As a staple element of physicists’ stores of trivia, the explanation for what makes a whip crack has been believed for nearly 100 years. However, Professor Goriely has thrown the standard ideas for a loop – in fact, it is the loop in a cracked whip that is responsible for all the noise.
"The crack of a whip comes from a loop traveling along the whip, gaining speed until it reaches the speed of sound and creates a sonic boom," Professor Goriely of the University of Arizona Department of Mathematics said.
As early as 1905, physicists understood that a whip crack is a sonic boom produced when some part of the whip reached a supersonic speed. High-speed shadow photography experiments in 1927 clearly showed the sonic boom being created.
More recently, accelerations of the tip were recorded at 50,000g (where 1g is the acceleration of a falling object). However, those observations created a puzzle - the tip was moving at twice the speed of sound (Mach 2) when the crack was created. Why wasn’t the crack heard when the tip hit the speed of sound?
Professor Goriely’s collaboration with his graduate student Tyler McMillen of the University of Arizona Program in Applied Mathematics has answered this and other questions.
"Although the loop travels at one speed, some parts of the whip, including the tip in the final stages of motion, travel twice as fast.
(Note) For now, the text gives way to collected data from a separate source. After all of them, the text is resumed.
//! Concurrent processing utilities for resolver probing.
//!
//! This module provides the pieces the dispatcher coordinates through:
//! a semaphore-backed limiter that bounds probes in flight, a completion
//! tracker that counts outstanding probe tasks, and the results stream
//! that closes once every task has finished.

use crate::error::DnsCheckError;
use crate::types::MAX_CONCURRENCY;
use futures::Stream;
use std::pin::Pin;
use std::sync::atomic::{AtomicUsize, Ordering};
use std::sync::Arc;
use std::task::{Context, Poll};
use tokio::sync::{mpsc, OwnedSemaphorePermit, Semaphore};
use tracing::{debug, trace};

/// Bounds how many probes run their network section at the same time.
///
/// Cloning is cheap and every clone shares the same slots.
#[derive(Debug, Clone)]
pub struct ConcurrencyLimiter {
    semaphore: Arc<Semaphore>,
    capacity: usize,
}

/// A held limiter slot. The slot is released when this value is dropped,
/// which covers early returns and panics as well as normal completion.
#[derive(Debug)]
pub struct ProbeSlot {
    _permit: OwnedSemaphorePermit,
}

impl ConcurrencyLimiter {
    /// Create a limiter with `capacity` slots, clamped to 1..=1000.
    pub fn new(capacity: usize) -> Self {
        let capacity = capacity.clamp(1, MAX_CONCURRENCY);
        Self {
            semaphore: Arc::new(Semaphore::new(capacity)),
            capacity,
        }
    }

    /// Wait for a free slot.
    pub async fn acquire(&self) -> Result<ProbeSlot, DnsCheckError> {
        let permit = Arc::clone(&self.semaphore)
            .acquire_owned()
            .await
            .map_err(|_| DnsCheckError::internal("concurrency limiter closed"))?;

        Ok(ProbeSlot { _permit: permit })
    }

    /// Total number of slots.
    pub fn capacity(&self) -> usize {
        self.capacity
    }

    /// Number of slots currently held.
    pub fn in_flight(&self) -> usize {
        self.capacity - self.semaphore.available_permits()
    }
}

/// Counts outstanding probe tasks and owns the producer side of the
/// results stream.
///
/// The stream closes when the tracker has been sealed and the last
/// [`TaskHandle`] has been dropped: each of them holds a sender, and the
/// channel ends once no sender is left. The outstanding count is kept for
/// diagnostics only and never decides when the stream closes.
#[derive(Debug)]
pub struct CompletionTracker {
    outstanding: Arc<AtomicUsize>,
    sender: mpsc::UnboundedSender<String>,
}

/// One registered probe task.
///
/// Dropping the handle is the task's `Finished` transition: the
/// outstanding count goes down first, then the handle's producer end is
/// released. Anything published before that is visible to the consumer
/// before it can observe the stream closing.
#[derive(Debug)]
pub struct TaskHandle {
    outstanding: Arc<AtomicUsize>,
    sender: mpsc::UnboundedSender<String>,
}

impl CompletionTracker {
    /// Create a tracker together with the stream it feeds.
    pub fn channel() -> (Self, ProbeStream) {
        let (sender, receiver) = mpsc::unbounded_channel();
        let tracker = Self {
            outstanding: Arc::new(AtomicUsize::new(0)),
            sender,
        };
        (tracker, ProbeStream { receiver })
    }

    /// Register a new task. Must be called before the task is spawned.
    pub fn register(&self) -> TaskHandle {
        self.outstanding.fetch_add(1, Ordering::AcqRel);
        TaskHandle {
            outstanding: Arc::clone(&self.outstanding),
            sender: self.sender.clone(),
        }
    }

    /// Number of registered tasks that have not finished yet.
    pub fn outstanding(&self) -> usize {
        self.outstanding.load(Ordering::Acquire)
    }

    /// Stop accepting registrations. The stream closes as soon as no
    /// registered task is left.
    pub fn seal(self) {
        debug!(
            outstanding = self.outstanding(),
            "all probe tasks dispatched"
        );
    }
}

impl TaskHandle {
    /// Push a successful candidate onto the results stream.
    pub fn publish(&self, server: String) {
        if self.sender.send(server).is_err() {
            // consumer went away; nothing left to deliver to
            trace!("results stream consumer dropped");
        }
    }
}

impl Drop for TaskHandle {
    fn drop(&mut self) {
        let previous = self.outstanding.fetch_sub(1, Ordering::AcqRel);
        if previous == 1 {
            trace!("no probe tasks outstanding");
        }
    }
}

/// Successful candidates, in completion order.
///
/// Single consumer. Ends once every dispatched probe has finished.
#[derive(Debug)]
pub struct ProbeStream {
    receiver: mpsc::UnboundedReceiver<String>,
}

impl ProbeStream {
    /// Wait for the next usable resolver, or `None` once the run is over.
    pub async fn next_server(&mut self) -> Option<String> {
        self.receiver.recv().await
    }

    /// Drain the stream to completion.
    pub async fn collect_all(mut self) -> Vec<String> {
        let mut servers = Vec::new();
        while let Some(server) = self.next_server().await {
            servers.push(server);
        }
        servers
    }
}

impl Stream for ProbeStream {
    type Item = String;

    fn poll_next(mut self: Pin<&mut Self>, cx: &mut Context<'_>) -> Poll<Option<String>> {
        self.receiver.poll_recv(cx)
    }
}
Even though those parts are moving twice as fast, it is the loop itself that generates the sonic boom," Professor Goriely said.
The idea that the tip travels twice as fast as the loop is like how the uppermost point on a car tire is traveling at twice the speed of the car for just an instant.
"A whip is specially crafted to accelerate a loop in its body to high speeds. The tapering of a whip makes a loop traveling along it speed up by a factor of ten. The lightweight free end allows an extra factor of two to three in speed. For realistic whips, the tip can reach speeds more than 30 times the initial speed," he said.
Although the cracking of a whip may seem like an unusual motion, it appears in other circumstances. One is the roll-cast in fly-fishing. It is also the motion of a sperm’s tail, used to propel it forward.
Professor Goriely is not a professional whip cracker himself. He can perform most simple cracks but is still working on the most difficult ones.
"Whipping is not as dangerous as it seems unless you so something stupid or you practice inside – I have been banned from doing it inside!"
His interest in the problem originated at a scientific meeting in Hungary where he saw a type of traditional Hungarian dancing that involves whip cracking.
"I realized that it was a very unusual problem in terms of filament dynamics. When I got back home, I did a complete bibliographic search and found that nothing substantial had been done at the theoretical level. We decided with Tyler to work on it. The first step was to buy a whip – everybody should try."
The research will appear in an upcoming issue of Physical Review Letters published by the American Physical Society.